Fonterra profits jump 65% despite ongoing challenges in dairy markets

Despite ongoing challenges in the dairy market, Fonterra, the New Zealand-based co-op, has posted a 65% increase in profits for the 2015/2016 financial year.

The co-op has seen net profits increase to a record high of NZ$834m (€548.6m) for the financial year ending July 2016.

Along with the jump in profitability, the co-ops debt levels have been significantly reduced over the past 12 months, falling from NZ$5.5 billion (€3.62 billion) to NZ$1.5 billion (€1 billion).

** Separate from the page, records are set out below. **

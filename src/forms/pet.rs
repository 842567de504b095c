use chrono::NaiveDate;
use serde::{Deserialize, Serialize};
use validator::Validate;

use crate::domain::pet::Pet;
use crate::forms::FieldErrors;

pub const DATE_FORMAT: &str = "%Y-%m-%d";

#[derive(Clone, Debug, Default, Deserialize, Serialize, Validate)]
/// Form data for creating or updating a pet.
///
/// The birth date stays a string until validation so a malformed value
/// becomes a field error instead of a deserialization failure.
pub struct PetForm {
    #[validate(length(min = 1, message = "must not be blank"))]
    pub name: String,
    #[serde(rename(deserialize = "birthDate"))]
    pub birth_date: String,
    /// Pet type referenced by name, e.g. `cat`.
    #[serde(rename(deserialize = "type"))]
    pub pet_type: String,
}

impl PetForm {
    pub fn parsed_birth_date(&self) -> Option<NaiveDate> {
        NaiveDate::parse_from_str(&self.birth_date, DATE_FORMAT).ok()
    }

    /// Field-level violations checkable without the repository. Birth dates
    /// in the future are rejected; type existence and per-owner name
    /// uniqueness are the service's responsibility.
    pub fn field_errors(&self, today: NaiveDate) -> FieldErrors {
        let mut errors = match self.validate() {
            Ok(()) => FieldErrors::new(),
            Err(validation_errors) => validation_errors.into(),
        };

        match self.parsed_birth_date() {
            None => errors.add("birth_date", "invalid date"),
            Some(date) if date > today => errors.add("birth_date", "must not be in the future"),
            Some(_) => {}
        }

        errors
    }
}

impl From<&Pet> for PetForm {
    /// Pre-populate the edit form from a stored pet.
    fn from(pet: &Pet) -> Self {
        Self {
            name: pet.name.clone(),
            birth_date: pet.birth_date.format(DATE_FORMAT).to_string(),
            pet_type: pet.pet_type.name.clone(),
        }
    }
}
use crate::db::{DbConnection, DbPool, get_connection};
use crate::domain::owner::{NewOwner, Owner, UpdateOwner};
use crate::domain::pet::{NewPet, Pet, PetType, UpdatePet};
use crate::domain::vet::Vet;
use crate::domain::visit::{NewVisit, Visit};
use crate::repository::errors::RepositoryResult;

pub mod errors;
#[cfg(feature = "test-mocks")]
pub mod mock;
pub mod owner;
pub mod pet;
pub mod vet;
pub mod visit;

/// Diesel-backed implementation of the repository traits below.
#[derive(Clone)]
pub struct DieselRepository {
    pool: DbPool,
}

impl DieselRepository {
    pub fn new(pool: DbPool) -> Self {
        Self { pool }
    }

    pub(crate) fn conn(&self) -> RepositoryResult<DbConnection> {
        Ok(get_connection(&self.pool)?)
    }
}

#[derive(Debug, Clone)]
pub struct Pagination {
    pub page: usize,
    pub per_page: usize,
}

impl Pagination {
    pub fn offset(&self) -> i64 {
        ((self.page.max(1) - 1) * self.per_page) as i64
    }

    pub fn limit(&self) -> i64 {
        self.per_page as i64
    }
}

#[derive(Debug, Clone, Default)]
pub struct OwnerListQuery {
    /// Prefix the stored last name must start with, matched verbatim.
    pub last_name: Option<String>,
    pub pagination: Option<Pagination>,
}

impl OwnerListQuery {
    pub fn new() -> Self {
        Self::default()
    }

    pub fn last_name(mut self, last_name: impl Into<String>) -> Self {
        self.last_name = Some(last_name.into());
        self
    }

    pub fn paginate(mut self, page: usize, per_page: usize) -> Self {
        self.pagination = Some(Pagination { page, per_page });
        self
    }
}

#[derive(Debug, Clone, Default)]
pub struct VetListQuery {
    pub pagination: Option<Pagination>,
}

impl VetListQuery {
    pub fn new() -> Self {
        Self::default()
    }

    pub fn paginate(mut self, page: usize, per_page: usize) -> Self {
        self.pagination = Some(Pagination { page, per_page });
        self
    }
}

pub trait OwnerReader {
    fn get_owner_by_id(&self, owner_id: i32) -> RepositoryResult<Option<Owner>>;
    fn list_owners(&self, query: OwnerListQuery) -> RepositoryResult<(usize, Vec<Owner>)>;
}

pub trait OwnerWriter {
    fn create_owner(&self, new_owner: &NewOwner) -> RepositoryResult<Owner>;
    fn update_owner(&self, owner_id: i32, updates: &UpdateOwner) -> RepositoryResult<Owner>;
}

pub trait PetReader {
    fn get_pet_by_id(&self, pet_id: i32) -> RepositoryResult<Option<Pet>>;
    fn list_pets(&self, owner_id: i32) -> RepositoryResult<Vec<Pet>>;
    fn list_pets_with_visits(&self, owner_id: i32) -> RepositoryResult<Vec<(Pet, Vec<Visit>)>>;
    fn list_pet_types(&self) -> RepositoryResult<Vec<PetType>>;
    fn get_pet_type_by_name(&self, name: &str) -> RepositoryResult<Option<PetType>>;
}

pub trait PetWriter {
    fn create_pet(&self, new_pet: &NewPet) -> RepositoryResult<Pet>;
    fn update_pet(&self, pet_id: i32, updates: &UpdatePet) -> RepositoryResult<Pet>;
}

pub trait VisitReader {
    fn list_visits(&self, pet_id: i32) -> RepositoryResult<Vec<Visit>>;
}

pub trait VisitWriter {
    fn create_visit(&self, new_visit: &NewVisit) -> RepositoryResult<Visit>;
}

pub trait VetReader {
    fn list_vets(&self, query: VetListQuery) -> RepositoryResult<(usize, Vec<Vet>)>;
}
use std::env;

use config::Config;
use dotenvy::dotenv;

use petclinic::models::config::ServerConfig;

#[actix_web::main]
async fn main() -> std::io::Result<()> {
    dotenv().ok(); // Load .env file
    env_logger::init_from_env(env_logger::Env::default().default_filter_or("info"));

    // Select config profile (defaults to `local`).
    let app_env = env::var("APP_ENV").unwrap_or_else(|_| "local".into());

    let settings = Config::builder()
        // Add `./config/default.yaml`
        .add_source(config::File::with_name("config/default"))
        // Add environment-specific overrides
        .add_source(config::File::with_name(&format!("config/{app_env}")).required(false))
        // Add settings from the environment (with a prefix of APP)
        .add_source(config::Environment::with_prefix("APP"))
        .build();

    let settings = match settings {
        Ok(settings) => settings,
        Err(err) => {
            log::error!("Error loading settings: {err}");
            std::process::exit(1);
        }
    };

    let server_config = match settings.try_deserialize::<ServerConfig>() {
        Ok(server_config) => server_config,
        Err(err) => {
            log::error!("Error loading server config: {err}");
            std::process::exit(1);
        }
    };

    petclinic::run(server_config).await
}
use actix_cors::Cors;
use actix_files::Files;
use actix_web::cookie::Key;
use actix_web::{App, HttpServer, middleware, web};
use actix_web_flash_messages::{FlashMessagesFramework, storage::CookieMessageStore};
use tera::Tera;

use crate::db::establish_connection_pool;
use crate::models::config::ServerConfig;
use crate::repository::DieselRepository;
use crate::routes::main::show_index;
use crate::routes::owner::{
    create_owner, edit_owner_form, find_owners, find_owners_form, new_owner_form, show_owner,
    update_owner,
};
use crate::routes::pet::{create_pet, edit_pet_form, new_pet_form, update_pet};
use crate::routes::vet::{show_vets, vets_api};
use crate::routes::visit::{create_visit, new_visit_form};

pub mod db;
pub mod domain;
pub mod dto;
pub mod forms;
pub mod models;
pub mod pagination;
pub mod repository;
pub mod routes;
pub mod schema;
pub mod services;

/// Builds and runs the Actix-Web HTTP server using the provided configuration.
pub async fn run(server_config: ServerConfig) -> std::io::Result<()> {
    // Establish Diesel connection pool for the SQLite database.
    let pool = establish_connection_pool(&server_config.database_url).map_err(|e| {
        std::io::Error::other(format!("Failed to establish database connection: {e}"))
    })?;

    let repo = DieselRepository::new(pool);

    // Key and store for flash messages shown after redirects.
    let secret_key = Key::from(server_config.secret.as_bytes());
    let message_store = CookieMessageStore::builder(secret_key).build();
    let message_framework = FlashMessagesFramework::builder(message_store).build();

    let tera = Tera::new(&server_config.templates_dir)
        .map_err(|e| std::io::Error::other(format!("Template parsing error(s): {e}")))?;

    let bind_address = (server_config.address.clone(), server_config.port);

    HttpServer::new(move || {
        App::new()
            .wrap(Cors::permissive())
            .wrap(message_framework.clone())
            .wrap(middleware::Compress::default())
            .wrap(middleware::Logger::default())
            .service(Files::new("/assets", "./assets"))
            .service(show_index)
            .service(show_vets)
            .service(vets_api)
            // literal owner routes go before the `{owner_id}` matchers
            .service(find_owners_form)
            .service(new_owner_form)
            .service(create_owner)
            .service(find_owners)
            .service(show_owner)
            .service(edit_owner_form)
            .service(update_owner)
            .service(new_pet_form)
            .service(create_pet)
            .service(edit_pet_form)
            .service(update_pet)
            .service(new_visit_form)
            .service(create_visit)
            .default_service(web::route().to(routes::main::not_found))
            .app_data(web::Data::new(tera.clone()))
            .app_data(web::Data::new(repo.clone()))
            .app_data(web::Data::new(server_config.clone()))
    })
    .bind(bind_address)?
    .run()
    .await
}
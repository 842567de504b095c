use actix_web::{HttpResponse, Responder, get, post, web};
use actix_web_flash_messages::{FlashMessage, IncomingFlashMessages};
use serde::Deserialize;
use tera::Tera;

use crate::dto::owner::{FindOwnersQuery, OwnerSearchOutcome, TrimPolicy};
use crate::forms::FieldErrors;
use crate::forms::owner::OwnerForm;
use crate::models::config::ServerConfig;
use crate::repository::DieselRepository;
use crate::routes::{base_context, redirect, render_not_found, render_template};
use crate::services::{ServiceError, owner as owner_service};

#[derive(Deserialize)]
struct FindOwnersParams {
    #[serde(rename = "lastName")]
    last_name: Option<String>,
    page: Option<usize>,
}

fn render_find_form(
    tera: &Tera,
    flash_messages: &IncomingFlashMessages,
    owner: &OwnerForm,
    errors: &FieldErrors,
) -> HttpResponse {
    let mut context = base_context(flash_messages, "owners");
    context.insert("owner", owner);
    context.insert("errors", errors);
    render_template(tera, "owners/find.html", &context)
}

fn render_owner_form(
    tera: &Tera,
    flash_messages: &IncomingFlashMessages,
    owner: &OwnerForm,
    owner_id: Option<i32>,
    errors: &FieldErrors,
) -> HttpResponse {
    let mut context = base_context(flash_messages, "owners");
    context.insert("owner", owner);
    context.insert("owner_id", &owner_id);
    context.insert("errors", errors);
    render_template(tera, "owners/form.html", &context)
}

#[get("/owners/find")]
pub async fn find_owners_form(
    flash_messages: IncomingFlashMessages,
    tera: web::Data<Tera>,
) -> impl Responder {
    render_find_form(
        &tera,
        &flash_messages,
        &OwnerForm::default(),
        &FieldErrors::new(),
    )
}

#[get("/owners")]
pub async fn find_owners(
    params: web::Query<FindOwnersParams>,
    repo: web::Data<DieselRepository>,
    server_config: web::Data<ServerConfig>,
    flash_messages: IncomingFlashMessages,
    tera: web::Data<Tera>,
) -> impl Responder {
    let params = params.into_inner();
    let trim = if server_config.trim_owner_search {
        TrimPolicy::Trim
    } else {
        TrimPolicy::Preserve
    };
    let filter = params.last_name.clone().unwrap_or_default();
    let query = FindOwnersQuery {
        last_name: params.last_name,
        page: params.page,
        trim,
    };

    match owner_service::find_owners(repo.get_ref(), query) {
        Ok(OwnerSearchOutcome::SingleMatch { owner_id }) => {
            redirect(&format!("/owners/{owner_id}"))
        }
        Ok(OwnerSearchOutcome::NoMatch { last_name }) => {
            let mut errors = FieldErrors::new();
            errors.add("last_name", "has not been found");
            let owner = OwnerForm {
                last_name,
                ..OwnerForm::default()
            };
            render_find_form(&tera, &flash_messages, &owner, &errors)
        }
        Ok(OwnerSearchOutcome::Matches(page)) => {
            let mut context = base_context(&flash_messages, "owners");
            context.insert("last_name", &filter);
            context.insert("list_owners", &page.items);
            context.insert("current_page", &page.page);
            context.insert("total_pages", &page.total_pages);
            context.insert("total_items", &page.total_items);
            context.insert("pages", &page.pages);
            render_template(&tera, "owners/list.html", &context)
        }
        Err(err) => {
            log::error!("Failed to search owners: {err}");
            HttpResponse::InternalServerError().finish()
        }
    }
}

#[get("/owners/new")]
pub async fn new_owner_form(
    flash_messages: IncomingFlashMessages,
    tera: web::Data<Tera>,
) -> impl Responder {
    render_owner_form(
        &tera,
        &flash_messages,
        &OwnerForm::default(),
        None,
        &FieldErrors::new(),
    )
}

#[post("/owners/new")]
pub async fn create_owner(
    repo: web::Data<DieselRepository>,
    flash_messages: IncomingFlashMessages,
    tera: web::Data<Tera>,
    web::Form(form): web::Form<OwnerForm>,
) -> impl Responder {
    match owner_service::create_owner(repo.get_ref(), &form) {
        Ok(owner) => {
            FlashMessage::success("Owner created.").send();
            redirect(&format!("/owners/{}", owner.id))
        }
        Err(ServiceError::Validation(errors)) => {
            render_owner_form(&tera, &flash_messages, &form, None, &errors)
        }
        Err(err) => {
            log::error!("Failed to create owner: {err}");
            HttpResponse::InternalServerError().finish()
        }
    }
}

#[get("/owners/{owner_id}")]
pub async fn show_owner(
    owner_id: web::Path<i32>,
    repo: web::Data<DieselRepository>,
    flash_messages: IncomingFlashMessages,
    tera: web::Data<Tera>,
) -> impl Responder {
    match owner_service::get_owner_detail(repo.get_ref(), owner_id.into_inner()) {
        Ok(data) => {
            let mut context = base_context(&flash_messages, "owners");
            context.insert("owner", &data.owner);
            context.insert("pets", &data.pets);
            render_template(&tera, "owners/detail.html", &context)
        }
        Err(ServiceError::NotFound) => render_not_found(&tera),
        Err(err) => {
            log::error!("Failed to load owner: {err}");
            HttpResponse::InternalServerError().finish()
        }
    }
}

#[get("/owners/{owner_id}/edit")]
pub async fn edit_owner_form(
    owner_id: web::Path<i32>,
    repo: web::Data<DieselRepository>,
    flash_messages: IncomingFlashMessages,
    tera: web::Data<Tera>,
) -> impl Responder {
    let owner_id = owner_id.into_inner();

    match owner_service::get_owner(repo.get_ref(), owner_id) {
        Ok(owner) => render_owner_form(
            &tera,
            &flash_messages,
            &OwnerForm::from(&owner),
            Some(owner_id),
            &FieldErrors::new(),
        ),
        Err(ServiceError::NotFound) => render_not_found(&tera),
        Err(err) => {
            log::error!("Failed to load owner: {err}");
            HttpResponse::InternalServerError().finish()
        }
    }
}

#[post("/owners/{owner_id}/edit")]
pub async fn update_owner(
    owner_id: web::Path<i32>,
    repo: web::Data<DieselRepository>,
    flash_messages: IncomingFlashMessages,
    tera: web::Data<Tera>,
    web::Form(form): web::Form<OwnerForm>,
) -> impl Responder {
    let owner_id = owner_id.into_inner();

    match owner_service::update_owner(repo.get_ref(), owner_id, &form) {
        Ok(owner) => {
            FlashMessage::success("Owner updated.").send();
            redirect(&format!("/owners/{}", owner.id))
        }
        Err(ServiceError::Validation(errors)) => {
            render_owner_form(&tera, &flash_messages, &form, Some(owner_id), &errors)
        }
        Err(ServiceError::NotFound) => render_not_found(&tera),
        Err(err) => {
            log::error!("Failed to update owner: {err}");
            HttpResponse::InternalServerError().finish()
        }
    }
}
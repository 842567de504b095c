//! Actix route handlers and the small helpers they share.

use actix_web::http::header;
use actix_web::HttpResponse;
use actix_web_flash_messages::{IncomingFlashMessages, Level};
use tera::{Context, Tera};

pub mod main;
pub mod owner;
pub mod pet;
pub mod vet;
pub mod visit;

/// 303 redirect to the given location.
pub fn redirect(location: &str) -> HttpResponse {
    HttpResponse::SeeOther()
        .insert_header((header::LOCATION, location))
        .finish()
}

pub fn alert_level_to_str(level: &Level) -> &'static str {
    match level {
        Level::Error => "danger",
        Level::Warning => "warning",
        Level::Success => "success",
        _ => "info",
    }
}

/// Context shared by every page: flash alerts plus the active nav entry.
pub fn base_context(flash_messages: &IncomingFlashMessages, active_page: &str) -> Context {
    let alerts = flash_messages
        .iter()
        .map(|f| (f.content(), alert_level_to_str(&f.level())))
        .collect::<Vec<_>>();

    let mut context = Context::new();
    context.insert("alerts", &alerts);
    context.insert("active_page", active_page);
    context
}

pub fn render_template(tera: &Tera, name: &str, context: &Context) -> HttpResponse {
    match tera.render(name, context) {
        Ok(body) => HttpResponse::Ok()
            .content_type("text/html; charset=utf-8")
            .body(body),
        Err(e) => {
            log::error!("Failed to render template {name}: {e}");
            HttpResponse::InternalServerError().finish()
        }
    }
}

/// 404 page for lookups that resolved to nothing.
pub fn render_not_found(tera: &Tera) -> HttpResponse {
    let mut context = Context::new();
    context.insert("active_page", "");
    match tera.render("main/not_found.html", &context) {
        Ok(body) => HttpResponse::NotFound()
            .content_type("text/html; charset=utf-8")
            .body(body),
        Err(e) => {
            log::error!("Failed to render template main/not_found.html: {e}");
            HttpResponse::NotFound().finish()
        }
    }
}
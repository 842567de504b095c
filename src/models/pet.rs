use chrono::NaiveDate;
use diesel::prelude::*;

use crate::domain::pet::{
    NewPet as DomainNewPet, Pet as DomainPet, PetType as DomainPetType,
    UpdatePet as DomainUpdatePet,
};
use crate::models::owner::Owner;

#[derive(Debug, Clone, Identifiable, Queryable, Associations)]
#[diesel(table_name = crate::schema::pets)]
#[diesel(belongs_to(Owner, foreign_key = owner_id))]
/// Diesel model for [`crate::domain::pet::Pet`].
pub struct Pet {
    pub id: i32,
    pub owner_id: i32,
    pub type_id: i32,
    pub name: String,
    pub birth_date: NaiveDate,
}

#[derive(Debug, Clone, Identifiable, Queryable)]
#[diesel(table_name = crate::schema::pet_types)]
pub struct PetType {
    pub id: i32,
    pub name: String,
}

#[derive(Insertable)]
#[diesel(table_name = crate::schema::pets)]
/// Insertable form of [`Pet`].
pub struct NewPet<'a> {
    pub owner_id: i32,
    pub type_id: i32,
    pub name: &'a str,
    pub birth_date: NaiveDate,
}

#[derive(AsChangeset)]
#[diesel(table_name = crate::schema::pets)]
/// Data used when updating a [`Pet`] record.
pub struct UpdatePet<'a> {
    pub type_id: i32,
    pub name: &'a str,
    pub birth_date: NaiveDate,
}

impl From<PetType> for DomainPetType {
    fn from(pet_type: PetType) -> Self {
        Self {
            id: pet_type.id,
            name: pet_type.name,
        }
    }
}

impl From<(Pet, PetType)> for DomainPet {
    fn from((pet, pet_type): (Pet, PetType)) -> Self {
        Self {
            id: pet.id,
            owner_id: pet.owner_id,
            name: pet.name,
            birth_date: pet.birth_date,
            pet_type: pet_type.into(),
        }
    }
}

impl<'a> From<&'a DomainNewPet> for NewPet<'a> {
    fn from(pet: &'a DomainNewPet) -> Self {
        Self {
            owner_id: pet.owner_id,
            type_id: pet.type_id,
            name: pet.name.as_str(),
            birth_date: pet.birth_date,
        }
    }
}

impl<'a> From<&'a DomainUpdatePet> for UpdatePet<'a> {
    fn from(pet: &'a DomainUpdatePet) -> Self {
        Self {
            type_id: pet.type_id,
            name: pet.name.as_str(),
            birth_date: pet.birth_date,
        }
    }
}
use chrono::NaiveDate;
use serde::{Deserialize, Serialize};

#[derive(Clone, Debug, Serialize, Deserialize, PartialEq, Default)]
pub struct PetType {
    pub id: i32,
    pub name: String,
}

#[derive(Clone, Debug, Serialize, Deserialize, PartialEq)]
pub struct Pet {
    pub id: i32,
    pub owner_id: i32,
    pub name: String,
    pub birth_date: NaiveDate,
    pub pet_type: PetType,
}

#[derive(Clone, Debug, Deserialize)]
pub struct NewPet {
    pub owner_id: i32,
    pub type_id: i32,
    pub name: String,
    pub birth_date: NaiveDate,
}

#[derive(Clone, Debug, Deserialize)]
pub struct UpdatePet {
    pub type_id: i32,
    pub name: String,
    pub birth_date: NaiveDate,
}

The co-ops annual results also show that sales volumes have increased by 4%, while revenues have declined by 9% to NZ$17.2 billion (€11.3 billion).

Key performance figures:
  • Sales volumes increase by 4% to 23.7 billion Liquid Milk Equivalents.
  • Revenue of NZ$17.2 (€11.3) billion, down 9%.
  • Normalised EBIT NZ$1.4 (€0.9) billion, up 39%.
  • Net profit after tax $834 million (€548.6m), up 65%.
  • Return on capital 12.4%, up from 8.9%.
  • Ingredients inventories down 25%.
  • Gearing ratio reduced to 44.3% from 49.7%.
  • Debt reduced by $1.6 (€1) billion to $5.5 (€3.62) billion.

Fonterra Chairman, John Wilson, said that the 2015/2016 season had been incredibly difficult for farmers, their families and rural communities as global dairy prices where at unsustainable levels and the co-op has responded.

“We continued with the significant and necessary changes we began in the business over three years ago to support our strategy and its priorities, and worked hard to return every possible cent of value back to our farmers.

“Our business strategy is serving us well.

“We are moving more milk into higher-returning consumer and food service products while securing sustainable ingredients margins over the Global Dairy Trade (GDT) benchmarks, especially through specialty ingredients and service offerings,” he said.

He also said that after a period of deliberate and disciplined attention to the business, the co-op has become stronger.

Commenting on the results, the co-ops Chief Executive, Theo Spierings said that selling more volumes of milk at higher value is to the heart of Fonterra’s strategy.

“We’ve seen the real strength of our ingredients business this year.

“The money our farmers have invested in stainless steel is giving us more choice, and we have matched production to the highest value customer demand,” he said.

Fonterra increases farmgate milk price

Earlier this week, Fonterra increased its 2016/2017 Farmgate Milk Price by 50c to NZ$5.25/kgMS.

When combined with the forecast earnings per share range for the 2017 financial year of 50-60c, the total payout available to farmers in the current season is forecast to be NZ$5.75-5.86/kgMS.

Fonterra Chairman John Wilson said that since the co-op last reviewed its forecast milk price in August, global milk supply has continued to reduce and demand has remained stable.

“Milk production in key dairying regions globally is reducing in response to low milk prices.

Milk production in the EU for 2016 is beginning to flatten out and our New Zealand milk collection is currently more than 3% lower than last season.

Wilson also said that some improvement has been seen in GDT auction prices recently, but the high New Zealand Dollar/US Dollar exchange rate is offsetting some of these gains.

“There is still volatility in global dairy markets and we will continue to keep our forecast updated for our farmers over the coming months.” he said.